-- Exercise materials --

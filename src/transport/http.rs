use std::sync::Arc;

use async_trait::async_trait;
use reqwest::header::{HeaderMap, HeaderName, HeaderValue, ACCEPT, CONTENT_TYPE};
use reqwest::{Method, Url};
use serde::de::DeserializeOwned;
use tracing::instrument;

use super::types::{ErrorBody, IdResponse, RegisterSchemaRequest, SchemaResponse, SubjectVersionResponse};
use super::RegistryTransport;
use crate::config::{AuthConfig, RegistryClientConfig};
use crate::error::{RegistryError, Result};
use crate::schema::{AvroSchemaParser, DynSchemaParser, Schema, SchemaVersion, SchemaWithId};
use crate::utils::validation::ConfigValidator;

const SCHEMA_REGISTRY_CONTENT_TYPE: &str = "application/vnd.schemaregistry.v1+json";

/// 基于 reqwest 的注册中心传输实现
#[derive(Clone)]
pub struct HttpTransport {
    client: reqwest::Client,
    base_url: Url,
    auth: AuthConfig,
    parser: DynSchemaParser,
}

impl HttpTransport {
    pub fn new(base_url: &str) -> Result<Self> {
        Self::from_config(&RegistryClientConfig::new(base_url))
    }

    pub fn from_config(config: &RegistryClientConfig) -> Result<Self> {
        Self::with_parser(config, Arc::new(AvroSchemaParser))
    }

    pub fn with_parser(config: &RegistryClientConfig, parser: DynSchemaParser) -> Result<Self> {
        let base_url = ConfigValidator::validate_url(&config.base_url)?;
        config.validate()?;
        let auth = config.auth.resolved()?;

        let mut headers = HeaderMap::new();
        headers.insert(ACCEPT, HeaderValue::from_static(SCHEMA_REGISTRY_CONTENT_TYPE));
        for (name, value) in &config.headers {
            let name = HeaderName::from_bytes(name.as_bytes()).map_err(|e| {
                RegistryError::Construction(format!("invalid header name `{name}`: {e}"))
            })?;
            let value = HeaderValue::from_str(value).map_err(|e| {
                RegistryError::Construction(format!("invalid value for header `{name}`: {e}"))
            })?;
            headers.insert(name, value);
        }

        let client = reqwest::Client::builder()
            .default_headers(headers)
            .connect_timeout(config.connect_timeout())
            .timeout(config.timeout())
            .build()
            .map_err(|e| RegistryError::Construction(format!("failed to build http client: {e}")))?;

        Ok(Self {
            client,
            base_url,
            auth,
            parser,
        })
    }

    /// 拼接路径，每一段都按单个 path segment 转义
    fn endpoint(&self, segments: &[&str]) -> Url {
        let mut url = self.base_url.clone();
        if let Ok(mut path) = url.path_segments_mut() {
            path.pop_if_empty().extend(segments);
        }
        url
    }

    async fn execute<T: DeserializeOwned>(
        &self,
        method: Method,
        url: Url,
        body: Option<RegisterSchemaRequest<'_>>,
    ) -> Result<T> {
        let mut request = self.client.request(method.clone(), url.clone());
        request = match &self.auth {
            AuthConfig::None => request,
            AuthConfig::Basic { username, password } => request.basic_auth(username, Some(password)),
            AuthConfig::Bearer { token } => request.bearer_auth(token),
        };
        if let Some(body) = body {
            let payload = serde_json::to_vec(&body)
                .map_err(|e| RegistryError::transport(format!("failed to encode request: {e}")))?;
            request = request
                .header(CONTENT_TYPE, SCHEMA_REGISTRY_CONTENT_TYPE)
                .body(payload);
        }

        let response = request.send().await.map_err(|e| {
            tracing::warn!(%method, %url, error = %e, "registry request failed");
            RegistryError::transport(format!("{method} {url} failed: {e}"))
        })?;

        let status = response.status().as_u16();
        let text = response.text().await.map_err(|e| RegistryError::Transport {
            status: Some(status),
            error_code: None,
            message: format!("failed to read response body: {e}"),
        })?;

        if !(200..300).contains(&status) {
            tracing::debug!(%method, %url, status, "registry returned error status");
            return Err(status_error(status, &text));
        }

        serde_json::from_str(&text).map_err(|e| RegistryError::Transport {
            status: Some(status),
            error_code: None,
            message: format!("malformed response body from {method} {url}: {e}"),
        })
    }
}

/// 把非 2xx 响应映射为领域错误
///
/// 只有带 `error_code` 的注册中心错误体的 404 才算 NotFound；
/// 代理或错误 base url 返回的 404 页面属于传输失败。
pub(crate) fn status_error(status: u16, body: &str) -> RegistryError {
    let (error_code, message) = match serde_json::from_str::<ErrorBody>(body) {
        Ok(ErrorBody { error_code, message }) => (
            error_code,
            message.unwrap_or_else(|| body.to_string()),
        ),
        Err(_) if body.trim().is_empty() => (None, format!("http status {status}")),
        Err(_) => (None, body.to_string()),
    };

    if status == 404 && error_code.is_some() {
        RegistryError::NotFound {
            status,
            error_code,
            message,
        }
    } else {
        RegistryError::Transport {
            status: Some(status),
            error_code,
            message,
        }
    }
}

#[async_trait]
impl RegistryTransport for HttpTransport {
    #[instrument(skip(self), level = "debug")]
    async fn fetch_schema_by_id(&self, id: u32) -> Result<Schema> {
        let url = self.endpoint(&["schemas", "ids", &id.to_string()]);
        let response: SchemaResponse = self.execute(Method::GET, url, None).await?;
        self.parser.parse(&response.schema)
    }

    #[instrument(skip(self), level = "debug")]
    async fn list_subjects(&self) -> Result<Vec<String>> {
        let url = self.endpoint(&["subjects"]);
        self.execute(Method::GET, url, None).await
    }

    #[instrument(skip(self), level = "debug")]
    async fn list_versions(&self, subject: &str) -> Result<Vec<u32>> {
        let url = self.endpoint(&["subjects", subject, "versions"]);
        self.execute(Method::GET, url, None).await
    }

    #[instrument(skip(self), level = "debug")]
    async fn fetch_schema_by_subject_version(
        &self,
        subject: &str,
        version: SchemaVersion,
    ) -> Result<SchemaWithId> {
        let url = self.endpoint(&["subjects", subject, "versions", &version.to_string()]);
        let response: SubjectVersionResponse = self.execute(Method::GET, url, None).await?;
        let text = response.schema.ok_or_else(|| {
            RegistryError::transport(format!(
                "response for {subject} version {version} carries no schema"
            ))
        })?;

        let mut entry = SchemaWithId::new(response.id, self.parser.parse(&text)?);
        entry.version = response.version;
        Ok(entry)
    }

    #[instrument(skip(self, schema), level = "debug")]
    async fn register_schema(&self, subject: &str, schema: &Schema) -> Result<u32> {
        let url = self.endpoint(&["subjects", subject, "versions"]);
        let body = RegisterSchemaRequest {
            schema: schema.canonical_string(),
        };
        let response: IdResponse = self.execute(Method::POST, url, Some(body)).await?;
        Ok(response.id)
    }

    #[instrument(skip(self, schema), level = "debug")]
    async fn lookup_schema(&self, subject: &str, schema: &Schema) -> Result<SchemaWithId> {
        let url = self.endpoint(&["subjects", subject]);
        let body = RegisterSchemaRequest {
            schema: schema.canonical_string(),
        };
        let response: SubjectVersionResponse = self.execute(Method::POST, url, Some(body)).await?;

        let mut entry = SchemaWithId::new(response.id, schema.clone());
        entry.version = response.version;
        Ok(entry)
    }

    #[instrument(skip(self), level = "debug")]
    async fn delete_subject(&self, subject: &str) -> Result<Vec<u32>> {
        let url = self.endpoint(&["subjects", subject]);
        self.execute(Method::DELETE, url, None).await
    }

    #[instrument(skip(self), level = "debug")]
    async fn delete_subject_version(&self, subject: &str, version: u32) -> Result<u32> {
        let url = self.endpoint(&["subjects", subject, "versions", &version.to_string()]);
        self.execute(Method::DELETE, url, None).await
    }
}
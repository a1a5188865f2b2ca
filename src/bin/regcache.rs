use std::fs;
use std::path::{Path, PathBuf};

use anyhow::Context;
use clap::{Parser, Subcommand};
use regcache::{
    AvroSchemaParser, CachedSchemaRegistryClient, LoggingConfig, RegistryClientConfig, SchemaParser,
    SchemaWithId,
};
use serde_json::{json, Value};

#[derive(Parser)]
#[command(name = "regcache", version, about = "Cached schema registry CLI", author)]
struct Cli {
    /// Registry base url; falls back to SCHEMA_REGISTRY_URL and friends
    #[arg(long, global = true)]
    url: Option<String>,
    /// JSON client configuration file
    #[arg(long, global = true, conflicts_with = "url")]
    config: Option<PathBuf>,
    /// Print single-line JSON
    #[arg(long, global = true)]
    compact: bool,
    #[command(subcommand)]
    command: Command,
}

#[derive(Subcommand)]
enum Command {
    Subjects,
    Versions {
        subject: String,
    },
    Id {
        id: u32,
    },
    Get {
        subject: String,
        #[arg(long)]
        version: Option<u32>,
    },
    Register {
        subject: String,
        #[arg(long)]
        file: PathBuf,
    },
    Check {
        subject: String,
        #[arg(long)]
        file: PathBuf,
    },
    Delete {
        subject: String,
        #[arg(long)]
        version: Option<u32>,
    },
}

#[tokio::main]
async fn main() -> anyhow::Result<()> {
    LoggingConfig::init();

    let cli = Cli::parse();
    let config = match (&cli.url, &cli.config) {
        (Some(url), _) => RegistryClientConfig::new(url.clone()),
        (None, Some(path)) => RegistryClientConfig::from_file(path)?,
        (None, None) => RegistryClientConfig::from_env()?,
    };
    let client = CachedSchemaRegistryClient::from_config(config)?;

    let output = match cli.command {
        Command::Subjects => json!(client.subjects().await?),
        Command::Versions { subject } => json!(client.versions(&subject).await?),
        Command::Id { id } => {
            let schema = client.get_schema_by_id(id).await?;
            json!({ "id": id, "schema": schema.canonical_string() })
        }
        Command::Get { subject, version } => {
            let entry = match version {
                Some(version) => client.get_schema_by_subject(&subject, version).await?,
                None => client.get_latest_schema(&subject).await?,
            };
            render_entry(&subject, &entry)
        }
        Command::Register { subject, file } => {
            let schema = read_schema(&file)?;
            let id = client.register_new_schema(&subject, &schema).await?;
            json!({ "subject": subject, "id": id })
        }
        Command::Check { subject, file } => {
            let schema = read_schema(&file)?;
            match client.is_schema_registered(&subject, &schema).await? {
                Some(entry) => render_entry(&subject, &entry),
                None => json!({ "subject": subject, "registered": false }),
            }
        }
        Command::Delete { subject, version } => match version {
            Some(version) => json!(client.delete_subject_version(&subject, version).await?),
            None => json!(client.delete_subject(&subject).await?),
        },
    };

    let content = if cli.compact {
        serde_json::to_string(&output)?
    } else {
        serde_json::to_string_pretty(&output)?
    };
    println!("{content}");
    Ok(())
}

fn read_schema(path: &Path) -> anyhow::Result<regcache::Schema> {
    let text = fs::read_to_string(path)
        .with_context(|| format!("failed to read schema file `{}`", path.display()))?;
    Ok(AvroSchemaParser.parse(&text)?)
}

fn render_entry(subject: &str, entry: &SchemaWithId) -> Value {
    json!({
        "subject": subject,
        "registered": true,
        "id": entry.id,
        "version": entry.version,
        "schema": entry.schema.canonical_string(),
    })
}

-- Task to carry out --
Go through the entries and filter for lines holding the word "crate"; copy each match.

-- Answer area --
use crate::config::{AuthConfig, RegistryClientConfig};
use crate::error::{RegistryError, Result};
use crate::schema::{AvroSchemaParser, DynSchemaParser, Schema, SchemaVersion, SchemaWithId};
use crate::utils::validation::ConfigValidator;
pub(crate) fn status_error(status: u16, body: &str) -> RegistryError {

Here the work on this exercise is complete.